BACKGROUND Early differential diagnosis of benign and malignant lung diseases is a critical challenge in the clinical oncology of non-small cell lung cancer (NSCLC). We aim to develop a novel strategy utilizing circulating cell free mtDNA (ccf-mtDNA) fragmentomics for accurate and early diagnosis of NSCLC. METHODS We analyzed capture-based ccf-mtDNA sequencing data of 2,306 plasma samples from 1,357 NSCLC patients, 432 benign lung diseases (BLD) patients, and 517 healthy controls (HCs) obtained from three hospitals. Subsequently, using ccf-mtDNA fragmentomic features, we developed models for Differential diagnosis of Benign and Malignant lung diseases (DBM) and Early Diagnosis of NSCLC (EDL). RESULTS Our analysis revealed significantly aberrant fragmentomic features of ccf-mtDNA in NSCLC patients compared with those in BLD patients and HCs. Remarkably, the DBM model demonstrated remarkable capability to distinguish NSCLC from BLD, outperforming serum biomarkers with an AUC exceeding 0.9551 in three validation cohorts. Still, the DBM model exhibited superior diagnostic performance even for small nodules (< 1 cm), achieving an AUC of 0.9151. Moreover, the DBM model demonstrated precise clinical management ability of pulmonary lesions, thereby avoiding unnecessary invasive procedures in BLD patients and preventing delayed treatment in NSCLC patients.
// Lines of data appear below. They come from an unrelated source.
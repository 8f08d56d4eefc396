//! Inbound webhook signature verification.
//!
//! Linear signs each webhook delivery with an HMAC-SHA256 digest of the raw
//! request body, sent as a bare hex string in the `Linear-Signature` header.
//! Verification must happen against the raw bytes, before any JSON parsing.
//!
//! When no signing secret is configured, verification is skipped and every
//! request is accepted. This insecure mode is flagged with a single warning
//! per process lifetime so it is never silently indistinguishable from
//! "verified".

use chrono::{DateTime, Utc};
use hmac::{Hmac, Mac};
use secrecy::{ExposeSecret, SecretString};
use sha2::Sha256;
use std::sync::Once;

/// Maximum accepted distance between a webhook timestamp and now, in seconds.
///
/// Deliveries older (or further in the future) than this are treated as
/// replays and rejected.
pub const MAX_TIMESTAMP_SKEW_SECS: u64 = 60;

static INSECURE_MODE_WARNING: Once = Once::new();

/// Verifies the HMAC-SHA256 signature of a raw webhook body.
///
/// Returns `true` when the signature matches, or when no secret is
/// configured (insecure mode, warned once). Returns `false` on a missing or
/// malformed header, wrong length, or mismatch. Never errors.
#[must_use]
pub fn verify(raw_body: &[u8], signature_header: Option<&str>, secret: &SecretString) -> bool {
    let secret = secret.expose_secret();
    if secret.is_empty() {
        INSECURE_MODE_WARNING.call_once(|| {
            tracing::warn!(
                "webhook secret not configured, accepting unsigned requests (insecure mode)"
            );
        });
        return true;
    }

    let Some(signature) = signature_header else {
        tracing::debug!("signature header missing");
        return false;
    };

    let expected = compute_signature(secret, raw_body);
    constant_time_eq(expected.as_bytes(), signature.trim().as_bytes())
}

/// Computes the hex-encoded HMAC-SHA256 signature of a raw body.
#[must_use]
pub fn compute_signature(secret: &str, raw_body: &[u8]) -> String {
    type HmacSha256 = Hmac<Sha256>;

    // HMAC-SHA256 accepts keys of any length, new_from_slice cannot fail.
    let Ok(mut mac) = HmacSha256::new_from_slice(secret.as_bytes()) else {
        return String::new();
    };
    mac.update(raw_body);

    hex::encode(mac.finalize().into_bytes())
}

/// Checks a webhook timestamp (epoch milliseconds) against the replay window.
///
/// A missing timestamp is accepted for backwards compatibility with older
/// webhook payloads.
#[must_use]
pub fn fresh_timestamp(timestamp_ms: Option<i64>, now: DateTime<Utc>) -> bool {
    let Some(timestamp_ms) = timestamp_ms else {
        tracing::debug!("webhook timestamp missing, accepting");
        return true;
    };

    // The timestamp is attacker-controlled; the subtraction must not be
    // allowed to overflow. An out-of-range value is a rejection, not a
    // panic.
    let Some(diff_ms) = now.timestamp_millis().checked_sub(timestamp_ms) else {
        tracing::warn!(timestamp_ms, "webhook timestamp out of representable range");
        return false;
    };

    let skew_secs = diff_ms.unsigned_abs() / 1000;
    if skew_secs > MAX_TIMESTAMP_SKEW_SECS {
        tracing::warn!(skew_secs, "webhook timestamp outside replay window");
        return false;
    }
    true
}

/// Constant-time comparison to prevent timing attacks.
fn constant_time_eq(a: &[u8], b: &[u8]) -> bool {
    if a.len() != b.len() {
        return false;
    }

    let mut result = 0u8;
    for (x, y) in a.iter().zip(b.iter()) {
        result |= x ^ y;
    }
    result == 0
}
//! Documentation workspace integration.
//!
//! This module talks to the Notion API and exposes the two write-side
//! components of the pipeline:
//!
//! - **Registry** (`registry.rs`): resolves "document for team T, date D" to
//!   a page id, creating the page when absent
//! - **Blocks** (`blocks.rs`): builds and appends the content block sequence
//!   for a single project update
//!
//! All network access goes through the [`Workspace`] trait so the registry,
//! appender, handler, and rollup job can be tested against an in-memory
//! implementation.

mod blocks;
mod registry;

pub use blocks::{
    AppendOutcome, MAX_CHILDREN_PER_APPEND, append_update, build_update_blocks,
    rich_text_with_links,
};
pub(crate) use blocks::is_marker_block;
pub use registry::{DocumentRegistry, daily_title, last_friday};

use crate::{Error, Result};
use chrono::{DateTime, NaiveDate, Utc};
use secrecy::{ExposeSecret, SecretString};
use serde_json::{Value, json};
use std::future::Future;
use std::time::Duration;

/// Notion REST API base URL.
pub const NOTION_API_URL: &str = "https://api.notion.com/v1";

/// Notion API version header value.
const NOTION_VERSION: &str = "2022-06-28";

/// Document operations run off the request path or with generous budgets,
/// so this is in the tens of seconds.
const DOCUMENT_TIMEOUT: Duration = Duration::from_secs(30);

/// Page size used when listing children and querying databases.
const PAGE_SIZE: u32 = 100;

/// A page reference returned by database queries.
#[derive(Debug, Clone)]
pub struct PageRef {
    /// Page identifier.
    pub id: String,
    /// Page title (the `Name` property, concatenated plain text).
    pub title: String,
    /// Creation timestamp, used for window filtering and stable ordering.
    pub created_time: DateTime<Utc>,
}

/// Trait over the documentation workspace API.
///
/// The production implementation is [`NotionClient`]; tests use an
/// in-memory workspace.
pub trait Workspace: Send + Sync {
    /// Finds pages in a database whose title property equals `title` exactly.
    ///
    /// Results are ordered by creation time ascending so duplicate-title
    /// races resolve deterministically to the earliest page.
    fn find_pages_by_title(
        &self,
        database_id: &str,
        title: &str,
    ) -> impl Future<Output = Result<Vec<PageRef>>> + Send;

    /// Creates a page in a database, returning its id.
    fn create_page(
        &self,
        database_id: &str,
        title: &str,
        week_ending: Option<NaiveDate>,
    ) -> impl Future<Output = Result<String>> + Send;

    /// Sets the `Week ending on` date property of a page.
    fn set_week_ending(
        &self,
        page_id: &str,
        week_ending: NaiveDate,
    ) -> impl Future<Output = Result<()>> + Send;

    /// Appends child blocks to a page in one batched request.
    fn append_children(
        &self,
        page_id: &str,
        blocks: &[Value],
    ) -> impl Future<Output = Result<()>> + Send;

    /// Lists all child blocks of a page, following pagination.
    fn list_children(&self, page_id: &str) -> impl Future<Output = Result<Vec<Value>>> + Send;

    /// Deletes (archives) a single block.
    fn delete_block(&self, block_id: &str) -> impl Future<Output = Result<()>> + Send;

    /// Queries a database for pages created inside `[start, end]`, ordered
    /// by creation time ascending.
    fn pages_created_between(
        &self,
        database_id: &str,
        start: DateTime<Utc>,
        end: DateTime<Utc>,
    ) -> impl Future<Output = Result<Vec<PageRef>>> + Send;

    /// Read-only reachability probe for a database. No side effects.
    fn database_reachable(&self, database_id: &str) -> impl Future<Output = Result<()>> + Send;
}

/// Notion REST API client.
pub struct NotionClient {
    client: reqwest::Client,
    api_key: SecretString,
    api_url: String,
}

impl NotionClient {
    /// Creates a client against the production Notion API.
    #[must_use]
    pub fn new(api_key: SecretString) -> Self {
        Self::with_api_url(api_key, NOTION_API_URL.to_string())
    }

    /// Creates a client against a custom endpoint (used in tests).
    #[must_use]
    pub fn with_api_url(api_key: SecretString, api_url: String) -> Self {
        let client = reqwest::Client::builder()
            .user_agent(format!("Syncpulse/{}", env!("CARGO_PKG_VERSION")))
            .timeout(DOCUMENT_TIMEOUT)
            .pool_max_idle_per_host(10)
            .build()
            .unwrap_or_else(|_| reqwest::Client::new());

        Self {
            client,
            api_key,
            api_url,
        }
    }

    fn request(&self, method: reqwest::Method, path: &str) -> reqwest::RequestBuilder {
        self.client
            .request(method, format!("{}{path}", self.api_url))
            .header(
                "Authorization",
                format!("Bearer {}", self.api_key.expose_secret()),
            )
            .header("Notion-Version", NOTION_VERSION)
    }

    /// Sends a request and returns the parsed JSON body, classifying
    /// failures into transient and fatal errors.
    async fn send(&self, operation: &str, request: reqwest::RequestBuilder) -> Result<Value> {
        let response = request
            .send()
            .await
            .map_err(|e| Error::Transient(format!("{operation}: request failed: {e}")))?;

        let status = response.status();
        if status.is_success() {
            return response.json().await.map_err(|e| Error::OperationFailed {
                operation: operation.to_string(),
                cause: format!("invalid response body: {e}"),
            });
        }

        let body = response.text().await.unwrap_or_default();
        Err(classify_status(operation, status, &body))
    }

    async fn query_database(&self, database_id: &str, mut body: Value) -> Result<Vec<PageRef>> {
        let mut pages = Vec::new();
        let mut cursor: Option<String> = None;

        loop {
            if let (Some(cursor), Some(obj)) = (&cursor, body.as_object_mut()) {
                obj.insert("start_cursor".to_string(), json!(cursor));
            }

            let response = self
                .send(
                    "query_database",
                    self.request(
                        reqwest::Method::POST,
                        &format!("/databases/{database_id}/query"),
                    )
                    .json(&body),
                )
                .await?;

            if let Some(results) = response.get("results").and_then(Value::as_array) {
                pages.extend(results.iter().filter_map(page_ref_of));
            }

            cursor = next_cursor(&response);
            if cursor.is_none() {
                break;
            }
        }

        Ok(pages)
    }
}

impl Workspace for NotionClient {
    async fn find_pages_by_title(&self, database_id: &str, title: &str) -> Result<Vec<PageRef>> {
        let body = json!({
            "filter": { "property": "Name", "title": { "equals": title } },
            "sorts": [ { "timestamp": "created_time", "direction": "ascending" } ],
            "page_size": PAGE_SIZE,
        });
        self.query_database(database_id, body).await
    }

    async fn create_page(
        &self,
        database_id: &str,
        title: &str,
        week_ending: Option<NaiveDate>,
    ) -> Result<String> {
        let mut properties = json!({
            "Name": { "title": [ { "text": { "content": title } } ] },
        });
        if let (Some(date), Some(props)) = (week_ending, properties.as_object_mut()) {
            props.insert(
                "Week ending on".to_string(),
                json!({ "date": { "start": date.format("%Y-%m-%d").to_string() } }),
            );
        }

        let body = json!({
            "parent": { "database_id": database_id },
            "properties": properties,
        });

        let response = self
            .send(
                "create_page",
                self.request(reqwest::Method::POST, "/pages").json(&body),
            )
            .await?;

        response
            .get("id")
            .and_then(Value::as_str)
            .map(ToString::to_string)
            .ok_or_else(|| Error::OperationFailed {
                operation: "create_page".to_string(),
                cause: "response missing page id".to_string(),
            })
    }

    async fn set_week_ending(&self, page_id: &str, week_ending: NaiveDate) -> Result<()> {
        let body = json!({
            "properties": {
                "Week ending on": {
                    "date": { "start": week_ending.format("%Y-%m-%d").to_string() }
                }
            }
        });

        self.send(
            "set_week_ending",
            self.request(reqwest::Method::PATCH, &format!("/pages/{page_id}"))
                .json(&body),
        )
        .await?;
        Ok(())
    }

    async fn append_children(&self, page_id: &str, blocks: &[Value]) -> Result<()> {
        let body = json!({ "children": blocks });
        self.send(
            "append_children",
            self.request(
                reqwest::Method::PATCH,
                &format!("/blocks/{page_id}/children"),
            )
            .json(&body),
        )
        .await?;
        Ok(())
    }

    async fn list_children(&self, page_id: &str) -> Result<Vec<Value>> {
        let mut children = Vec::new();
        let mut cursor: Option<String> = None;

        loop {
            let mut path = format!("/blocks/{page_id}/children?page_size={PAGE_SIZE}");
            if let Some(cursor) = &cursor {
                path.push_str(&format!("&start_cursor={cursor}"));
            }

            let response = self
                .send(
                    "list_children",
                    self.request(reqwest::Method::GET, &path),
                )
                .await?;

            if let Some(results) = response.get("results").and_then(Value::as_array) {
                children.extend(results.iter().cloned());
            }

            cursor = next_cursor(&response);
            if cursor.is_none() {
                break;
            }
        }

        Ok(children)
    }

    async fn delete_block(&self, block_id: &str) -> Result<()> {
        self.send(
            "delete_block",
            self.request(reqwest::Method::DELETE, &format!("/blocks/{block_id}")),
        )
        .await?;
        Ok(())
    }

    async fn pages_created_between(
        &self,
        database_id: &str,
        start: DateTime<Utc>,
        end: DateTime<Utc>,
    ) -> Result<Vec<PageRef>> {
        let body = json!({
            "filter": { "and": [
                { "timestamp": "created_time",
                  "created_time": { "on_or_after": start.to_rfc3339() } },
                { "timestamp": "created_time",
                  "created_time": { "on_or_before": end.to_rfc3339() } },
            ]},
            "sorts": [ { "timestamp": "created_time", "direction": "ascending" } ],
            "page_size": PAGE_SIZE,
        });
        self.query_database(database_id, body).await
    }

    async fn database_reachable(&self, database_id: &str) -> Result<()> {
        self.send(
            "database_reachable",
            self.request(reqwest::Method::GET, &format!("/databases/{database_id}")),
        )
        .await?;
        Ok(())
    }
}

/// Maps an HTTP error status to the retry taxonomy.
///
/// 429 and 5xx are transient (rate limit, upstream trouble); other 4xx are
/// fatal (bad database id, revoked token) and must not be retried.
fn classify_status(operation: &str, status: reqwest::StatusCode, body: &str) -> Error {
    let detail = format!("{operation}: HTTP {status}: {}", truncate(body, 200));
    if status == reqwest::StatusCode::TOO_MANY_REQUESTS || status.is_server_error() {
        Error::Transient(detail)
    } else {
        Error::Fatal(detail)
    }
}

fn truncate(s: &str, max: usize) -> &str {
    match s.char_indices().nth(max) {
        Some((idx, _)) => &s[..idx],
        None => s,
    }
}

fn next_cursor(response: &Value) -> Option<String> {
    if response.get("has_more").and_then(Value::as_bool) != Some(true) {
        return None;
    }
    response
        .get("next_cursor")
        .and_then(Value::as_str)
        .map(ToString::to_string)
}

/// Extracts a [`PageRef`] from a page object in a query response.
fn page_ref_of(page: &Value) -> Option<PageRef> {
    let id = page.get("id").and_then(Value::as_str)?;
    let created_time = page
        .get("created_time")
        .and_then(Value::as_str)
        .and_then(|value| DateTime::parse_from_rfc3339(value).ok())
        .map_or_else(Utc::now, |value| value.with_timezone(&Utc));

    let title = page
        .pointer("/properties/Name/title")
        .and_then(Value::as_array)
        .map(|parts| {
            parts
                .iter()
                .filter_map(|part| part.get("plain_text").and_then(Value::as_str))
                .collect::<String>()
        })
        .unwrap_or_default();

    Some(PageRef {
        id: id.to_string(),
        title,
        created_time,
    })
}


#[cfg(test)]
#[allow(clippy::unwrap_used, clippy::expect_used)]
mod tests {
    use super::*;

    #[test]
    fn test_classify_status() {
        let transient = classify_status(
            "query_database",
            reqwest::StatusCode::TOO_MANY_REQUESTS,
            "rate limited",
        );
        assert!(matches!(transient, Error::Transient(_)));

        let transient = classify_status("query_database", reqwest::StatusCode::BAD_GATEWAY, "");
        assert!(matches!(transient, Error::Transient(_)));

        let fatal = classify_status("query_database", reqwest::StatusCode::NOT_FOUND, "no db");
        assert!(matches!(fatal, Error::Fatal(_)));
    }

    #[test]
    fn test_page_ref_extraction() {
        let page = serde_json::json!({
            "id": "abc-123",
            "created_time": "2026-08-26T09:00:00.000Z",
            "properties": {
                "Name": { "title": [
                    { "plain_text": "Platform Update " },
                    { "plain_text": "@2026-08-26" }
                ]}
            }
        });

        let page_ref = page_ref_of(&page).unwrap();
        assert_eq!(page_ref.id, "abc-123");
        assert_eq!(page_ref.title, "Platform Update @2026-08-26");
    }

    #[test]
    fn test_next_cursor_absent_when_done() {
        assert!(next_cursor(&serde_json::json!({ "has_more": false })).is_none());
        assert_eq!(
            next_cursor(&serde_json::json!({ "has_more": true, "next_cursor": "c2" })),
            Some("c2".to_string())
        );
    }
}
Furthermore, the EDL model demonstrated outstanding performance in detecting stage 0 - Ⅰ NSCLC, with an AUC exceeding 0.9759. CONCLUSIONS Our multicenter study provides a novel non-invasive approach using ccf-mtDNA fragmentomics for the differential diagnosis of benign and malignant lung diseases and early diagnosis of NSCLC, with potential applications in clinical decision-making in the management of NSCLC.